Valeur de parts sociales & clause d’agrément : quels effets pour l’IFI ? (ou autres !)

Les tribunaux, dans le cadre d’un litige fiscal, viennent de répondre à cette question : la présence d’une clause d’agrément, dans les statuts d’une société, justifie-t-elle une décote sur la valeur des  titres ?

En clair, est-ce une contrainte qui, pesant sur leur libre cession, permet de considérer que leur prix en est affecté ?

De ce fait, si je suis détenteur de ces titres, puis-je en minorer le chiffrage dans mes déclarations fiscales ?

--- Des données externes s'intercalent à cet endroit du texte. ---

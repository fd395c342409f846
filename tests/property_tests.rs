use std::collections::HashSet;

use dbclump::{Dbscan, GridIndex, Point};
use proptest::prelude::*;

fn points_strategy() -> impl Strategy<Value = Vec<Point>> {
    prop::collection::vec((-10.0f64..10.0, -10.0f64..10.0), 0..80)
        .prop_map(|coords| coords.into_iter().map(Point::from).collect())
}

proptest! {
    #[test]
    fn prop_every_point_visited_and_classified(
        points in points_strategy(),
        epsilon in 0.1f64..3.0,
        min_pts in 1usize..8,
    ) {
        let mut dbscan = Dbscan::new(epsilon, min_pts);
        let clusters = dbscan.run(&points);
        let internals = dbscan.clustering_internals().unwrap();

        prop_assert_eq!(internals.points_processed.len(), points.len());
        prop_assert!(internals.points_processed.iter().all(|&v| v));

        let clustered: HashSet<usize> = clusters.iter().flat_map(|c| c.iter()).collect();
        for i in 0..points.len() {
            // Exactly one of: in a cluster, noise.
            prop_assert_ne!(clustered.contains(&i), internals.noise_points[i]);
            prop_assert!(!(internals.core_points[i] && internals.noise_points[i]));
        }
    }

    #[test]
    fn prop_membership_is_unique(
        points in points_strategy(),
        epsilon in 0.1f64..3.0,
        min_pts in 1usize..8,
    ) {
        let mut dbscan = Dbscan::new(epsilon, min_pts);
        let clusters = dbscan.run(&points);

        let mut seen = HashSet::new();
        for cluster in &clusters {
            prop_assert!(!cluster.is_empty());
            for idx in cluster {
                prop_assert!(seen.insert(idx), "point {} in two clusters", idx);
            }
        }
        prop_assert_eq!(
            clusters.len(),
            dbscan.clustering_internals().unwrap().number_of_found_clusters
        );
    }

    #[test]
    fn prop_runs_are_deterministic(
        points in points_strategy(),
        epsilon in 0.1f64..3.0,
        min_pts in 1usize..8,
    ) {
        let mut dbscan = Dbscan::new(epsilon, min_pts);
        let first = dbscan.run(&points);
        let second = dbscan.run(&points);
        prop_assert_eq!(&first, &second);

        let mut fresh = Dbscan::new(epsilon, min_pts);
        prop_assert_eq!(&first, &fresh.run(&points));
    }

    #[test]
    fn prop_grid_index_is_transparent(
        points in points_strategy(),
        epsilon in 0.1f64..3.0,
        min_pts in 1usize..8,
    ) {
        let mut dbscan = Dbscan::new(epsilon, min_pts);
        let linear = dbscan.run(&points);
        let linear_core = dbscan.clustering_internals().unwrap().core_points.to_vec();

        let grid = dbscan.run_with(&GridIndex::new(&points, epsilon));
        prop_assert_eq!(linear, grid);
        prop_assert_eq!(linear_core, dbscan.clustering_internals().unwrap().core_points.to_vec());
    }

    #[test]
    fn prop_clusters_have_a_core_member(
        points in points_strategy(),
        epsilon in 0.1f64..3.0,
        min_pts in 1usize..8,
    ) {
        let mut dbscan = Dbscan::new(epsilon, min_pts);
        let clusters = dbscan.run(&points);
        let internals = dbscan.clustering_internals().unwrap();
        for cluster in &clusters {
            // The seed comes first and is always core.
            prop_assert!(internals.core_points[cluster[0]]);
        }
    }
}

Dans un arrêt du 15 février 2023, la Cour de cassation s’est prononcée sur ce point.

Elle l’a fait en matière d’ISF (le litige portant sur des années où cet impôt existait encore).

Mais même si l’Impôt de Solidarité sur la Fortune (ISF) a disparu depuis, son remplaçant l’IFI (Impôt sur la Fortune Immobilière) apparaît tout autant concerné.

Peut-on élargir à d’autres impôts, parmi ceux qui, comme l’ISF, frappent la valeur du patrimoine ?

Oui, sans doute : les droits de succession ou de donation semblent propices à connaître le même raisonnement.

Et quel est donc ce raisonnement ? Quelle a été la décision de la Cour ?

Elle a admis qu’une décote était justifiée, du fait de l’absence de libre cessibilité des titres générée par une clause d’agrément.

Et que de ce fait, comme en matière de bloc minoritaire, il était concevable d’appliquer 20 à 30% de pondération à la baisse.

 

Mais une clause d'agrément, justement, qu'est-ce que c'est ?

C’est à la fois tout simple et extrêmement important.

C’est la clause par laquelle on peut prévoir, au sein des statuts :

  • que n’importe qui peut devenir associé dès lors qu’il acquiert des titres (ou en hérite),
  • ou au contraire, que la personnalité des membres est décisive, et que de ce fait, pour entrer au capital il faut d’abord être accepté (agréé) par ceux qui sont en place.

Une sorte de portique d’entrée, en somme, comme on en installe dans les aéroports ou les ministères, pour des raisons de sécurité.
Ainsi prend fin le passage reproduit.